Web application firewalls (WAF) are a specialized type designed to protect web applications. If your business runs a public-facing web application — a customer portal, an e-commerce site, a booking system — a WAF sits in front of it and filters out common web attacks like SQL injection and cross-site scripting. A network firewall doesn't do this.

Hardware vs. Software Firewalls

Most computers and servers come with a software firewall built in — Windows Defender Firewall, for example. This provides basic protection at the device level, filtering traffic to and from that specific machine.

A hardware firewall (or a dedicated firewall appliance) sits at the perimeter of your network, between your internal network and the internet. It protects all devices on your network at once, and it can do more sophisticated inspection because it's dedicated hardware running purpose-built software.

For a business, you want both: a perimeter firewall protecting the network, and software firewalls on individual devices as a second layer.

What a Firewall Doesn't Do

This is the part that gets businesses in trouble. A firewall is necessary but not sufficient.

A firewall doesn't stop phishing attacks. When an employee clicks a malicious link in an email, that connection is initiated from inside your network — it looks like legitimate outbound traffic to the firewall.

A firewall doesn't protect against compromised credentials. If an attacker has a valid username and password for your VPN or remote access system, they can connect through the firewall legitimately.

A firewall doesn't stop malware that arrives via USB, email attachments opened on an endpoint, or software downloaded and run by users.

A firewall doesn't replace proper endpoint security, email security, multi-factor authentication, or user training. It's one layer of a multi-layer defense.

What Most Small Businesses Actually Need

For a small business with a typical office setup — a handful of employees, a local network, Microsoft 365 or Google Workspace, maybe a line-of-business application — the baseline should be:

A next-generation firewall at the network perimeter. Vendors like Fortinet, Sophos, and Cisco Meraki make models appropriate for small business environments. These typically run $500–$2,000 for the hardware plus annual licensing for threat intelligence updates.

Software firewalls enabled on all endpoints. This is already the default on Windows and macOS — just make sure it hasn't been disabled.

A managed firewall service or someone who reviews the logs. A firewall that's configured and then never reviewed is better than nothing, but not by much. Firewall logs show attempted attacks, unusual traffic patterns, and policy violations — that information is only useful if someone looks at it.

If your business has a public-facing web application, add a WAF to that list.

Cloud and Remote Work Considerations

If your team works remotely or uses cloud services, the traditional perimeter firewall model needs updating. When employees work from home, they're outside your perimeter firewall. When your data lives in Microsoft 365 or a SaaS application, it's outside your perimeter too.

This has pushed many organizations toward cloud-based security models — where security controls travel with the user and the data, rather than sitting at the edge of a physical office network.

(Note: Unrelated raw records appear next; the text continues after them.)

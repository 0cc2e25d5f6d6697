//! Ethernet frame parsing

use super::MacAddr;
use crate::{Error, Result};

/// Minimum Ethernet frame size (without FCS)
pub const MIN_FRAME_SIZE: usize = 14;

/// Parsed Ethernet frame (zero-copy reference)
///
/// Only the outer header is inspected. A VLAN-tagged frame reports
/// ethertype 0x8100 and the tag stays in the payload.
#[derive(Debug)]
pub struct Frame<'a> {
    buffer: &'a [u8],
}

impl<'a> Frame<'a> {
    /// Parse an Ethernet frame from a buffer
    pub fn parse(buffer: &'a [u8]) -> Result<Self> {
        if buffer.len() < MIN_FRAME_SIZE {
            return Err(Error::Parse("frame too short".into()));
        }
        Ok(Self { buffer })
    }

    pub fn dst_mac(&self) -> MacAddr {
        MacAddr(self.buffer[0..6].try_into().unwrap())
    }

    pub fn src_mac(&self) -> MacAddr {
        MacAddr(self.buffer[6..12].try_into().unwrap())
    }

    pub fn ethertype(&self) -> u16 {
        u16::from_be_bytes([self.buffer[12], self.buffer[13]])
    }

    pub fn payload(&self) -> &[u8] {
        &self.buffer[MIN_FRAME_SIZE..]
    }

    pub fn as_bytes(&self) -> &[u8] {
        self.buffer
    }
}
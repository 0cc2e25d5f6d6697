//! Configuration management
//!
//! Handles config.toml (user-defined) plus command-line overrides.

mod types;
mod validation;

pub use types::*;
pub use validation::{validate, ValidationResult};

use crate::{Error, Result};
use std::path::Path;

/// Load configuration from a TOML file
pub fn load<P: AsRef<Path>>(path: P) -> Result<Config> {
    let content = std::fs::read_to_string(path).map_err(Error::Io)?;
    let config: Config = toml::from_str(&content).map_err(|e| Error::Config(e.to_string()))?;
    Ok(config)
}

Tools like cloud-delivered NGFW (Fortinet, Palo Alto, Zscaler) and Zero Trust Network Access (ZTNA) solutions handle this.

For a small business, the practical implication is: make sure your remote workers have software firewalls on their devices, use a VPN or Zero Trust access solution to connect to internal resources, and ensure your Microsoft 365 or cloud platform has its own security controls enabled — not just the network firewall.

How to Evaluate What You Have

If you're not sure what firewall protection you currently have, these are the questions to ask your IT team or provider:

• What firewall is protecting our network perimeter, and when was it last updated?
• Is deep packet inspection and intrusion prevention enabled?
• Who reviews the firewall logs, and how often?
• How are remote workers protected when they're off the office network?
• Do we have a WAF if we run any public-facing web applications?

If the answers are vague, that's a signal worth acting on.